Abstract Proteins from a membrane fraction enriched in chloroplast material obtained by density gradient centrifugation were analyzed by electrophoresis on acrylamide gels. About 15 to 20 bands could be resolved. The electrophoretic pattern of the proteins obtained from dark-grown cells, lacking the chloroplast lamellae, differed from that of light-grown photosynthetic cells. When dark-grown cells were exposed to light, a main protein peak designated as L protein appeared parallel to the increase in the chlorophyll content. Continuous labeling and pulse labeling of the proteins during the greening process, in the presence or absence of cycloheximide and chloramphenicol, indicated that the L protein fraction is synthesized de novo; its synthesis is inhibited by cycloheximide but not by the latter compound.
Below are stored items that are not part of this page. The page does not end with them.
//! Handler traits and the results they produce
//!
//! Handlers are supplied by the embedding application. A unary handler turns a
//! message into one result; a streaming handler turns it into a stream of
//! results. Plain closures implement both traits.

use std::{fmt, future::Future, time::Duration};

use async_trait::async_trait;
use futures::stream::{BoxStream, Stream};
use serde_json::Value;
use thiserror::Error;
use uuid::Uuid;

use crate::protocol::{message::Message, Artifact, RESPONSE_ARTIFACT, RESULT_ARTIFACT};

/// Output of one handler invocation or one streamed chunk
#[derive(Debug, Clone, PartialEq)]
pub enum HandlerResult {
    /// Becomes an artifact named `response`
    Text(String),

    /// Becomes an artifact named `result` when the value is a JSON object
    Data(Value),
}

impl HandlerResult {
    /// Convert into the artifact appended to the task
    ///
    /// Returns `None` for `Data` that is not a JSON object, which is not a
    /// supported result shape.
    pub fn into_artifact(self) -> Option<Artifact> {
        match self {
            HandlerResult::Text(text) => Some(Artifact::text(RESPONSE_ARTIFACT, text)),
            HandlerResult::Data(Value::Object(data)) => Some(Artifact::data(RESULT_ARTIFACT, data)),
            HandlerResult::Data(_) => None,
        }
    }
}

impl From<String> for HandlerResult {
    fn from(text: String) -> Self {
        HandlerResult::Text(text)
    }
}

impl From<&str> for HandlerResult {
    fn from(text: &str) -> Self {
        HandlerResult::Text(text.to_string())
    }
}

impl From<Value> for HandlerResult {
    fn from(data: Value) -> Self {
        HandlerResult::Data(data)
    }
}

/// Why a handler did not produce a result
#[derive(Debug, Clone, Error, PartialEq)]
pub enum HandlerError {
    #[error("{0}")]
    Failed(String),

    #[error("handler timed out after {0:?}")]
    Timeout(Duration),

    #[error("handler panicked: {0}")]
    Panicked(String),
}

impl HandlerError {
    /// A plain failure carrying `reason`
    pub fn failed(reason: impl fmt::Display) -> Self {
        HandlerError::Failed(reason.to_string())
    }
}

/// Stream of results produced by a [`StreamingHandler`]
pub type HandlerStream = BoxStream<'static, Result<HandlerResult, HandlerError>>;

/// A handler producing a single result per message
#[cfg_attr(test, mockall::automock)]
#[async_trait]
pub trait UnaryHandler: Send + Sync {
    async fn handle(&self, message: Message) -> Result<HandlerResult, HandlerError>;
}

#[async_trait]
impl<F, Fut> UnaryHandler for F
where
    F: Fn(Message) -> Fut + Send + Sync,
    Fut: Future<Output = Result<HandlerResult, HandlerError>> + Send,
{
    async fn handle(&self, message: Message) -> Result<HandlerResult, HandlerError> {
        self(message).await
    }
}

/// A handler producing a stream of results per message
///
/// Each item becomes its own artifact as soon as it is yielded. An `Err` item
/// ends processing of the task.
pub trait StreamingHandler: Send + Sync {
    fn stream(&self, message: Message) -> HandlerStream;
}

impl<F, S> StreamingHandler for F
where
    F: Fn(Message) -> S + Send + Sync,
    S: Stream<Item = Result<HandlerResult, HandlerError>> + Send + 'static,
{
    fn stream(&self, message: Message) -> HandlerStream {
        Box::pin(self(message))
    }
}

/// Identifies a registered handler
#[derive(Debug, Clone, Copy, PartialEq, Eq, Hash)]
pub struct HandlerId(Uuid);

impl HandlerId {
    pub(crate) fn new() -> Self {
        Self(Uuid::new_v4())
    }
}

impl fmt::Display for HandlerId {
    fn fmt(&self, f: &mut fmt::Formatter<'_>) -> fmt::Result {
        self.0.fmt(f)
    }
}
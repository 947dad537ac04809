//! Transport abstraction for the A2A client

pub mod http;
#[cfg(test)]
pub mod mock;

use std::{
    collections::HashMap,
    task::{Context, Poll},
    time::Duration,
};

pub use http::HttpTransport;

use async_trait::async_trait;
use bytes::Bytes;
use url::Url;

use crate::{codec::sse::TaskResponseStream, protocol::error::A2AError};

/// Protocol-agnostic transport request
#[derive(Debug, Clone)]
pub struct TransportRequest {
    /// Path relative to the agent URL; empty targets the agent URL itself
    pub endpoint: String,

    /// HTTP method (e.g., "POST", "GET")
    pub method: String,

    pub headers: HashMap<String, String>,

    pub body: Bytes,

    /// Per-request timeout
    pub timeout: Option<Duration>,
}

impl TransportRequest {
    /// Create a new transport request
    pub fn new(endpoint: impl Into<String>, method: impl Into<String>) -> Self {
        Self {
            endpoint: endpoint.into(),
            method: method.into(),
            headers: HashMap::new(),
            body: Bytes::new(),
            timeout: None,
        }
    }

    /// Add a header to the request
    pub fn header(mut self, key: impl Into<String>, value: impl Into<String>) -> Self {
        self.headers.insert(key.into(), value.into());
        self
    }

    /// Set the request body
    pub fn body(mut self, body: Bytes) -> Self {
        self.body = body;
        self
    }

    /// Bound the whole request
    pub fn timeout(mut self, timeout: Option<Duration>) -> Self {
        self.timeout = timeout;
        self
    }
}

/// Protocol-agnostic transport response
#[derive(Debug)]
pub struct TransportResponse {
    /// HTTP status code
    pub status: u16,

    pub headers: HashMap<String, String>,

    pub body: Bytes,
}

impl TransportResponse {
    /// Create a new transport response
    pub fn new(status: u16) -> Self {
        Self {
            status,
            headers: HashMap::new(),
            body: Bytes::new(),
        }
    }

    /// Add a header to the response
    pub fn header(mut self, key: impl Into<String>, value: impl Into<String>) -> Self {
        self.headers.insert(key.into(), value.into());
        self
    }

    /// Set the response body
    pub fn body(mut self, body: Bytes) -> Self {
        self.body = body;
        self
    }

    /// Check if the response indicates success (2xx status code)
    pub fn is_success(&self) -> bool {
        (200..300).contains(&self.status)
    }
}

/// Core transport trait for executing requests against an agent
#[async_trait]
pub trait Transport: Clone + Send + Sync + 'static {
    /// Check if the transport is ready to accept requests
    fn poll_ready(&mut self, cx: &mut Context<'_>) -> Poll<Result<(), A2AError>>;

    /// Execute a request and collect the whole response
    async fn execute(&self, request: TransportRequest) -> Result<TransportResponse, A2AError>;

    /// Execute a request whose response is a stream of task events
    async fn execute_streaming(
        &self,
        _request: TransportRequest,
    ) -> Result<TaskResponseStream, A2AError> {
        Err(A2AError::Transport(
            "Streaming is not supported by this transport".into(),
        ))
    }

    /// The agent URL every endpoint is resolved against
    fn base_url(&self) -> &Url;

    /// Check if this transport supports streaming responses
    fn supports_streaming(&self) -> bool {
        false
    }
}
Membranes synthesized in the presence of chloramphenicol have a very low photosynthetic activity although a normal amount of L protein is present in the cells. Removal of the inhibitor allows synthesis of new proteins and activation of the defective membranes. This process does not require synthesis of additional L protein or chlorophyll since it is not inhibited by cycloheximide and it can occur in the dark. Pulse labeling of proteins after transfer of greening cells from chloramphenicol to cycloheximide indicates progressive reduction in the labeling of the L protein peak and appearance of radioactivity in other protein peaks which are not labeled in the presence of chloramphenicol. Cycloheximide completely blocks the synthesis of chlorophyll and protein when added at any time during the greening process in a normal noninhibited system. However, prior incubation of the greening cells with chloramphenicol leading to accumulation of L protein protects the system against the complete inhibition exerted by cycloheximide. Based on these data it is suggested that in the process of synthesis and assembly of the photosynthetic membranes, proteins of cytoplasmic and chloroplast origin concur to form a functional membrane. The synthesis of these two types of protein is regulated by a feedback-like mechanism; its features include control of the level of the lamellar proteins of cytoplasmic origin by the level of chlorophyll and control of the level of proteins of chloroplast origin by that of the cytoplasmic proteins. In addition, the light-dependent chlorophyll synthesis is controlled by the level of the lamellar proteins of chloroplasts and cytoplasmic origin.